Every time you say yes when you mean to say no costs you time, and squeezes your own desires and goals.

That’s a pretty high price to pay.

What Do You Want To Say No To?

I’ve been more aware of this tendency to say yes during this season of my life as I look at my current commitment load.

I realized that while serving on a certain committee at church served both the church and me three years ago, it no longer fits who I am, and I certainly wasn’t contributing anything to the group.

I realized that even though I enjoy singing, voice lessons were becoming a burden, trying to work through the difficulties of Zoom lessons when sound doesn’t match up.

I realized that sometimes the price for keeping the peace is too high, particularly when it means violating the rules I have made for myself to help me be my best self.

I realized that relationships work both directions, and if I am always the one who has to give way or bend then this is not a two-way relationship.

There are all the sorts of things that I am looking at in my life right now. I’m doing an activity-by-activity assessment, as well as a relationship assessment as well.

Assessing Your Current Yesses

If you want to do the same, how can you go about it? It just takes some self-assessment.

  1. For each activity or relationship in your life, ask yourself what you are getting out of it. Is it in line with your personal goals?
  2. Ask yourself what you are giving to the activity or relationship? Are you getting as much back?
  3. For each activity or relationship, ask yourself if it supports your best self and life?

Techniques to Say No

There are all sorts of ways to say no, even when you have been saying yes.

    • For new commitments, ask for time to consider before giving your answer. Do this enough times and it will become habit. You can say, “I need to check my schedule” or “I need to think about it.” If someone pressures you once you have said this, you are probably going to end up being pressured to say more yesses later.
    • You can step back with the condition that you will help on limited-time projects that your specific talents are needed for. I did this with the church committee. I explained I didn’t feel I was contributing, but if they had something come up that they needed my expertise on (happens twice a year), I would be happy to work with them for those things.
    • You can back away entirely.
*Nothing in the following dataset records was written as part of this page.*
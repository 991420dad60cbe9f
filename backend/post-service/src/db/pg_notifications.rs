use async_trait::async_trait;
use chrono::{DateTime, Utc};
use sqlx::PgPool;
use uuid::Uuid;

use super::NotificationRepository;
use crate::error::{AppError, Result};
use crate::models::{NewNotification, Notification, NotificationKind};

/// Repository for stored notifications
#[derive(Clone)]
pub struct PgNotificationRepository {
    pool: PgPool,
}

#[derive(sqlx::FromRow)]
struct NotificationRow {
    id: Uuid,
    recipient_id: Uuid,
    sender_id: Uuid,
    kind: String,
    post_id: Option<Uuid>,
    read: bool,
    created_at: DateTime<Utc>,
}

impl TryFrom<NotificationRow> for Notification {
    type Error = AppError;

    fn try_from(row: NotificationRow) -> Result<Self> {
        let kind: NotificationKind = row.kind.parse().map_err(AppError::Internal)?;
        Ok(Notification {
            id: row.id,
            recipient_id: row.recipient_id,
            sender_id: row.sender_id,
            kind,
            post_id: row.post_id,
            read: row.read,
            created_at: row.created_at,
        })
    }
}

impl PgNotificationRepository {
    pub fn new(pool: PgPool) -> Self {
        Self { pool }
    }
}

#[async_trait]
impl NotificationRepository for PgNotificationRepository {
    async fn create_notification(&self, new: NewNotification) -> Result<Notification> {
        let row = sqlx::query_as::<_, NotificationRow>(
            r#"
            INSERT INTO notifications (id, recipient_id, sender_id, kind, post_id)
            VALUES ($1, $2, $3, $4, $5)
            RETURNING id, recipient_id, sender_id, kind, post_id, read, created_at
            "#,
        )
        .bind(Uuid::new_v4())
        .bind(new.recipient_id)
        .bind(new.sender_id)
        .bind(new.kind.as_str())
        .bind(new.post_id)
        .fetch_one(&self.pool)
        .await?;

        row.try_into()
    }

    async fn list_notifications(
        &self,
        recipient_id: Uuid,
        limit: i64,
        offset: i64,
    ) -> Result<(Vec<Notification>, i64)> {
        let rows = sqlx::query_as::<_, NotificationRow>(
            r#"
            SELECT id, recipient_id, sender_id, kind, post_id, read, created_at
            FROM notifications
            WHERE recipient_id = $1
            ORDER BY created_at DESC, id DESC
            LIMIT $2 OFFSET $3
            "#,
        )
        .bind(recipient_id)
        .bind(limit)
        .bind(offset)
        .fetch_all(&self.pool)
        .await?;

        let total: i64 =
            sqlx::query_scalar("SELECT COUNT(*) FROM notifications WHERE recipient_id = $1")
                .bind(recipient_id)
                .fetch_one(&self.pool)
                .await?;

        let notifications = rows
            .into_iter()
            .map(Notification::try_from)
            .collect::<Result<Vec<_>>>()?;

        Ok((notifications, total))
    }

    async fn unread_count(&self, recipient_id: Uuid) -> Result<i64> {
        let count: i64 = sqlx::query_scalar(
            r#"
            SELECT COUNT(*) FROM notifications
            WHERE recipient_id = $1 AND read = FALSE
            "#,
        )
        .bind(recipient_id)
        .fetch_one(&self.pool)
        .await?;

        Ok(count)
    }

    async fn mark_read(
        &self,
        notification_id: Uuid,
        recipient_id: Uuid,
    ) -> Result<Option<Notification>> {
        let row = sqlx::query_as::<_, NotificationRow>(
            r#"
            UPDATE notifications
            SET read = TRUE
            WHERE id = $1 AND recipient_id = $2
            RETURNING id, recipient_id, sender_id, kind, post_id, read, created_at
            "#,
        )
        .bind(notification_id)
        .bind(recipient_id)
        .fetch_optional(&self.pool)
        .await?;

        row.map(Notification::try_from).transpose()
    }

    async fn mark_all_read(&self, recipient_id: Uuid) -> Result<u64> {
        let result = sqlx::query(
            r#"
            UPDATE notifications
            SET read = TRUE
            WHERE recipient_id = $1 AND read = FALSE
            "#,
        )
        .bind(recipient_id)
        .execute(&self.pool)
        .await?;

        Ok(result.rows_affected())
    }

    async fn delete_notification(&self, notification_id: Uuid, recipient_id: Uuid) -> Result<bool> {
        let result = sqlx::query(
            r#"
            DELETE FROM notifications
            WHERE id = $1 AND recipient_id = $2
            "#,
        )
        .bind(notification_id)
        .bind(recipient_id)
        .execute(&self.pool)
        .await?;

        Ok(result.rows_affected() > 0)
    }
}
With my voice teacher now being permanently situated in another state, I stopped taking voice lessons. I explained that I was working toward resuming in-person lessons and that I found Zoom difficult to work with.
    • You can go over the scenarios where you are likely to say yes to keep the peace and decide if you need to say no; this then will allow you to find a way that is least likely to cause a dust-up.
    • You can decide what you are willing to give to uneven relationships and remind yourself in the moment that it is a two-way street.


The Results of Honoring Your No

The results of doing this type of assessment as well as taking action to honor your personal No is going to open up a lot of things. It will give you back time to apply to your own goals as well as give you more room to be your best self.